Joshua Moreland is a huge Lufkin Panther fan. Moreland suffers from Down Syndrome. He never let that stop him from cheering on the Panthers. Outlaw reached out to his family and got Joshua sideline passes for all the Lufkin home games. Years later, coach Todd Quick makes sure the kind act continues and Moreland is a regular on the sideline.
“Every kid in the hallway, he took care of them,” Quick said. “They didn’t have to wear a helmet. They were our kids. If they were in the building, the the town or our system they were our kids.”
From an early age in Ozark, AR, Outlaw fell in love with the game. It became his life and as he grew older he would team people life skills through the game.
“No matter where he went or what he did people fell in love with him,”brother Steven Outlaw said. “He had an aura about him that attracted people because he would tell it like it is.”
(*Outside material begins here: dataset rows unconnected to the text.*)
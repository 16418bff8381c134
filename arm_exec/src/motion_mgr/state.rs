//! Implementations for the MotionMgr state structure

// ---------------------------------------------------------------------------
// IMPORTS
// ---------------------------------------------------------------------------

// External
use log::trace;
use serde::Serialize;
use std::convert::TryInto;

// Internal
use super::{MotionMgrError, Params};
use comms_if::{
    eqpt::motion::{
        CartesianServoMotion, JointServoMotion, MotionDems, Pose, PtpCartesianMotion,
        PtpJointMotion, NUM_JOINTS,
    },
    tc::{motion::MotionCmd, Quaternion, Vector3},
};
use util::{module::State, params, session::Session};

// ---------------------------------------------------------------------------
// DATA STRUCTURES
// ---------------------------------------------------------------------------

/// Motion manager module state
///
/// The motion manager turns validated motion commands into demands for the
/// motion exec. Point to point commands produce a single demand on the cycle
/// they arrive. Servo commands are reissued every cycle until they are
/// replaced, stopped, or go stale.
#[derive(Default)]
pub struct MotionMgr {
    pub(crate) params: Params,

    /// Demand built from the most recent motion command. Kept between cycles
    /// for servo streams.
    active_dems: Option<MotionDems>,

    /// Number of cycles since the active servo target was last refreshed.
    cycles_since_servo_cmd: u64,
}

/// Input data to the motion manager.
#[derive(Default)]
pub struct InputData {
    /// The motion command to start executing, or `None` when the cycle
    /// carries no new command.
    pub cmd: Option<MotionCmd>,
}

/// Output data from the motion manager.
#[derive(Clone, Copy, Default, Serialize, Debug)]
pub struct OutputData {
    /// The demand to issue to the motion exec this cycle, or `None` if no
    /// motion is demanded.
    pub dems: Option<MotionDems>,
}

/// Status report for motion manager processing.
#[derive(Clone, Copy, Default, Serialize, Debug)]
pub struct StatusReport {
    /// Raised on the cycle a servo stream target goes stale and streaming
    /// stops.
    pub servo_stream_stale: bool,
}

// ---------------------------------------------------------------------------
// IMPLEMENTATIONS
// ---------------------------------------------------------------------------

impl State for MotionMgr {
    type InitData = &'static str;
    type InitError = params::LoadError;

    type InputData = InputData;
    type OutputData = OutputData;
    type StatusReport = StatusReport;
    type ProcError = MotionMgrError;

    /// Initialise the motion manager.
    ///
    /// Init data is the name of the manager's parameter file
    fn init(
        &mut self,
        init_data: Self::InitData,
        _session: &Session,
    ) -> Result<(), Self::InitError> {
        self.params = params::load(init_data)?;

        Ok(())
    }

    /// Perform cyclic processing of the motion manager.
    fn proc(
        &mut self,
        input_data: &Self::InputData,
    ) -> Result<(Self::OutputData, Self::StatusReport), Self::ProcError> {
        let mut report = StatusReport::default();

        // Take on a new command if one arrived this cycle
        if let Some(ref cmd) = input_data.cmd {
            if !cmd.is_valid() {
                return Err(MotionMgrError::InvalidCmd(cmd.clone()));
            }

            self.active_dems = dems_from_cmd(cmd);
            self.cycles_since_servo_cmd = 0;
        }

        // Work out the demand to issue this cycle
        let dems = match self.active_dems {
            // Point to point motions are issued exactly once
            Some(d @ MotionDems::PtpJoint(_)) | Some(d @ MotionDems::PtpCartesian(_)) => {
                self.active_dems = None;
                Some(d)
            }

            // Servo targets are reissued every cycle until they go stale
            Some(d @ MotionDems::JointServo(_)) | Some(d @ MotionDems::CartesianServo(_)) => {
                if self.cycles_since_servo_cmd > self.params.servo_stream_timeout_cycles {
                    report.servo_stream_stale = true;
                    self.active_dems = None;
                    None
                } else {
                    self.cycles_since_servo_cmd += 1;
                    Some(d)
                }
            }

            None => None,
        };

        trace!("MotionMgr output: {:?}", dems);

        Ok((OutputData { dems }, report))
    }
}

impl MotionMgr {
    /// Halt any active motion.
    ///
    /// After this call no further demands are produced until a new motion
    /// command arrives.
    pub fn make_safe(&mut self) {
        self.active_dems = None;
        self.cycles_since_servo_cmd = 0;
    }
}

// ---------------------------------------------------------------------------
// PRIVATE FUNCTIONS
// ---------------------------------------------------------------------------

/// Build the motion exec demand corresponding to the given command.
///
/// `Stop` produces no demand, it clears any active motion instead.
fn dems_from_cmd(cmd: &MotionCmd) -> Option<MotionDems> {
    match cmd {
        MotionCmd::JointServo { target_pos_rad } => joint_array(target_pos_rad)
            .map(|t| MotionDems::JointServo(JointServoMotion::new(t))),
        MotionCmd::PtpJoint { target_pos_rad } => joint_array(target_pos_rad)
            .map(|t| MotionDems::PtpJoint(PtpJointMotion::new(t))),
        MotionCmd::PtpCartesian {
            position_m,
            attitude_q,
        } => Some(MotionDems::PtpCartesian(PtpCartesianMotion::new(
            pose_from(position_m, attitude_q),
        ))),
        MotionCmd::CartesianServo {
            position_m,
            attitude_q,
        } => Some(MotionDems::CartesianServo(CartesianServoMotion::new(
            pose_from(position_m, attitude_q),
        ))),
        MotionCmd::Stop => None,
    }
}

/// Convert the command's joint target vector into the fixed size demand
/// array. Returns `None` if the vector is the wrong length, which command
/// validation prevents.
fn joint_array(target: &[f64]) -> Option<[f64; NUM_JOINTS]> {
    target.try_into().ok()
}

fn pose_from(position_m: &Vector3, attitude_q: &Quaternion) -> Pose {
    Pose {
        position_m: (*position_m).into(),
        attitude_q: (*attitude_q).into(),
    }
}

// ---------------------------------------------------------------------------
// TESTS
// ---------------------------------------------------------------------------

#[cfg(test)]
mod test {
    use super::*;

    fn joint_targets() -> Vec<f64> {
        vec![0.1; NUM_JOINTS]
    }

    fn proc_cmd(mgr: &mut MotionMgr, cmd: MotionCmd) -> (OutputData, StatusReport) {
        mgr.proc(&InputData { cmd: Some(cmd) }).unwrap()
    }

    fn proc_empty(mgr: &mut MotionMgr) -> (OutputData, StatusReport) {
        mgr.proc(&InputData::default()).unwrap()
    }

    #[test]
    fn test_ptp_issued_once() {
        let mut mgr = MotionMgr::default();

        let (out, _) = proc_cmd(
            &mut mgr,
            MotionCmd::PtpJoint {
                target_pos_rad: joint_targets(),
            },
        );
        assert!(matches!(out.dems, Some(MotionDems::PtpJoint(_))));

        // No demand on the following cycle
        let (out, _) = proc_empty(&mut mgr);
        assert!(out.dems.is_none());
    }

    #[test]
    fn test_servo_streams_until_stale() {
        let mut mgr = MotionMgr::default();
        mgr.params.servo_stream_timeout_cycles = 2;

        let (out, _) = proc_cmd(
            &mut mgr,
            MotionCmd::JointServo {
                target_pos_rad: joint_targets(),
            },
        );
        assert!(matches!(out.dems, Some(MotionDems::JointServo(_))));

        // Reissued while within the timeout
        for _ in 0..2 {
            let (out, report) = proc_empty(&mut mgr);
            assert!(matches!(out.dems, Some(MotionDems::JointServo(_))));
            assert!(!report.servo_stream_stale);
        }

        // Stale on the next cycle, stream stops
        let (out, report) = proc_empty(&mut mgr);
        assert!(out.dems.is_none());
        assert!(report.servo_stream_stale);

        // Flag is only raised on the transition cycle
        let (out, report) = proc_empty(&mut mgr);
        assert!(out.dems.is_none());
        assert!(!report.servo_stream_stale);
    }

    #[test]
    fn test_servo_refresh_resets_staleness() {
        let mut mgr = MotionMgr::default();
        mgr.params.servo_stream_timeout_cycles = 1;

        proc_cmd(
            &mut mgr,
            MotionCmd::JointServo {
                target_pos_rad: joint_targets(),
            },
        );
        proc_empty(&mut mgr);

        // Refreshing the target restarts the stream timeout
        let (out, _) = proc_cmd(
            &mut mgr,
            MotionCmd::JointServo {
                target_pos_rad: joint_targets(),
            },
        );
        assert!(out.dems.is_some());

        let (out, report) = proc_empty(&mut mgr);
        assert!(out.dems.is_some());
        assert!(!report.servo_stream_stale);
    }

    #[test]
    fn test_stop_clears_active_motion() {
        let mut mgr = MotionMgr::default();
        mgr.params.servo_stream_timeout_cycles = 10;

        let (out, _) = proc_cmd(
            &mut mgr,
            MotionCmd::CartesianServo {
                position_m: Vector3::new(0.1, 0.2, 0.3),
                attitude_q: Quaternion {
                    w: 1.0,
                    x: 0.0,
                    y: 0.0,
                    z: 0.0,
                },
            },
        );
        assert!(matches!(out.dems, Some(MotionDems::CartesianServo(_))));

        let (out, _) = proc_cmd(&mut mgr, MotionCmd::Stop);
        assert!(out.dems.is_none());

        let (out, _) = proc_empty(&mut mgr);
        assert!(out.dems.is_none());
    }

    #[test]
    fn test_invalid_cmd_rejected() {
        let mut mgr = MotionMgr::default();

        let result = mgr.proc(&InputData {
            cmd: Some(MotionCmd::JointServo {
                target_pos_rad: vec![0.1, 0.2, 0.3],
            }),
        });

        assert!(matches!(result, Err(MotionMgrError::InvalidCmd(_))));
    }

    #[test]
    fn test_make_safe_clears_motion() {
        let mut mgr = MotionMgr::default();
        mgr.params.servo_stream_timeout_cycles = 10;

        proc_cmd(
            &mut mgr,
            MotionCmd::JointServo {
                target_pos_rad: joint_targets(),
            },
        );

        mgr.make_safe();

        let (out, _) = proc_empty(&mut mgr);
        assert!(out.dems.is_none());
    }

    #[test]
    fn test_new_command_replaces_active() {
        let mut mgr = MotionMgr::default();
        mgr.params.servo_stream_timeout_cycles = 10;

        proc_cmd(
            &mut mgr,
            MotionCmd::JointServo {
                target_pos_rad: joint_targets(),
            },
        );

        // A PTP command takes over from the servo stream
        let (out, _) = proc_cmd(
            &mut mgr,
            MotionCmd::PtpCartesian {
                position_m: Vector3::new(0.4, 0.0, 0.6),
                attitude_q: Quaternion {
                    w: 1.0,
                    x: 0.0,
                    y: 0.0,
                    z: 0.0,
                },
            },
        );
        assert!(matches!(out.dems, Some(MotionDems::PtpCartesian(_))));

        // And is not reissued
        let (out, _) = proc_empty(&mut mgr);
        assert!(out.dems.is_none());
    }
}
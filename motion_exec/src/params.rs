//! # Motion Executable Parameters

// ------------------------------------------------------------------------------------------------
// IMPORTS
// ------------------------------------------------------------------------------------------------

use serde::Deserialize;

// ------------------------------------------------------------------------------------------------
// STRUCTS
// ------------------------------------------------------------------------------------------------

/// Parameters for the motion executable, loaded from `motion_exec.toml`.
#[derive(Deserialize, Default)]
pub struct MotionExecParams {
    /// Endpoint the demands socket binds to
    pub demands_endpoint: String,
}
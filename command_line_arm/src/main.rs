//! # Arm Console
//!
//! Interactive console which sends telecommands to the arm executable and
//! prints the response to each one.
//!
//! Commands are typed in the same form as TC script entries, for example:
//!
//! ```text
//! limits ptp-joint 0.5 0.5
//! mnvr ptp-joint 0.0 0.5 0.0 -1.2 0.0 0.9 0.0
//! safe
//! ```
//!
//! `exit` or `quit` leaves the console, `help` lists the commands.

// ---------------------------------------------------------------------------
// IMPORTS
// ---------------------------------------------------------------------------

use color_eyre::{eyre::WrapErr, Result};
use comms_if::{
    net::{zmq, MonitoredSocket, NetParams, SocketOptions},
    tc::{Tc, TcResponse},
};
use rustyline::{error::ReadlineError, DefaultEditor};
use structopt::StructOpt;

// ---------------------------------------------------------------------------
// CONSTANTS
// ---------------------------------------------------------------------------

const PROMPT: &str = "Arm $ ";
const HISTORY_PATH: &str = "history.txt";

// ---------------------------------------------------------------------------
// MAIN
// ---------------------------------------------------------------------------

fn main() -> Result<()> {
    let net_params: NetParams =
        util::params::load("net.toml").wrap_err("Could not load the network parameters")?;

    // Socket options for the TC socket. The console binds and the arm
    // executable's TC client connects to it.
    let socket_options = SocketOptions {
        bind: true,
        block_on_first_connect: false,
        linger: 1,
        recv_timeout: 1000,
        send_timeout: 1000,
        req_correlate: true,
        req_relaxed: true,
        ..Default::default()
    };

    let ctx = zmq::Context::new();

    let socket = MonitoredSocket::new(&ctx, zmq::REQ, socket_options, &net_params.tc_endpoint)
        .wrap_err("Could not open the TC socket")?;

    println!("Arm console on {}, type \"exit\" to leave", net_params.tc_endpoint);

    let mut rl = DefaultEditor::new()?;
    if rl.load_history(HISTORY_PATH).is_err() {
        println!("No previous history");
    }

    loop {
        let readline = rl.readline(PROMPT);
        match readline {
            Ok(line) => {
                let line = line.trim();

                if line.is_empty() {
                    continue;
                }

                rl.add_history_entry(line).ok();

                if line == "exit" || line == "quit" {
                    break;
                }

                if let Some(tc) = parse(line) {
                    send_tc(&socket, &tc);
                }
            }
            Err(ReadlineError::Interrupted) | Err(ReadlineError::Eof) => break,
            Err(err) => {
                println!("Unhandled Error: {:?}", err);
                break;
            }
        }
    }

    rl.save_history(HISTORY_PATH)
        .wrap_err("Could not save the command history")?;

    Ok(())
}

// ---------------------------------------------------------------------------
// PRIVATE FUNCTIONS
// ---------------------------------------------------------------------------

/// Parse a console line into a telecommand, printing the parser's own message
/// if the line isn't one.
fn parse(line: &str) -> Option<Tc> {
    // The first element is taken as the binary name by the parser
    let words = std::iter::once("tc").chain(line.split_whitespace());

    match Tc::from_iter_safe(words) {
        Ok(tc) => Some(tc),
        Err(e) => {
            println!("{}", e.message);
            None
        }
    }
}

/// Send the TC to the executive and print the response.
fn send_tc(socket: &MonitoredSocket, tc: &Tc) {
    let tc_json = match tc.to_json() {
        Ok(j) => j,
        Err(e) => {
            println!("Could not serialize the TC: {}", e);
            return;
        }
    };

    if let Err(e) = socket.send(&tc_json, 0) {
        println!("Could not send the TC: {}", e);
        return;
    }

    match socket.recv_string(0) {
        Ok(Ok(response)) => match serde_json::from_str::<TcResponse>(&response) {
            Ok(r) => println!("{:?}", r),
            Err(e) => println!("Could not parse the response: {}", e),
        },
        Ok(Err(_)) => println!("Response was not valid UTF-8"),
        Err(e) => println!("No response from the executive: {}", e),
    }
}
Outlaw is credited with revolutionizing Friday night football in Texas. After becoming the youngest coach to ever win a state title in Arkansas he knew he needed to be tested by the best so he traveled south to Texas. In his coaching career that covered over three decades, Outlaw became the winningest coach at three different schools. One hundred and seventy-six student-athletes received college scholarships. Numerous players went onto professional careers and countless more became better men, husbands, fathers, business owners and citizens because of coach. All careers end but the tragic loss of Outlaw before his 60th birthday makes people wonder how much larger could his influence have been.
“Coach Outlaw in terms of wins could have been the greatest of all-time,” said Craig Way, longtime host of Fox Sports’ High School Scoreboard Live. “He really is anyways because of his impact on the game. No matter where he went he knew people and he cared about people.”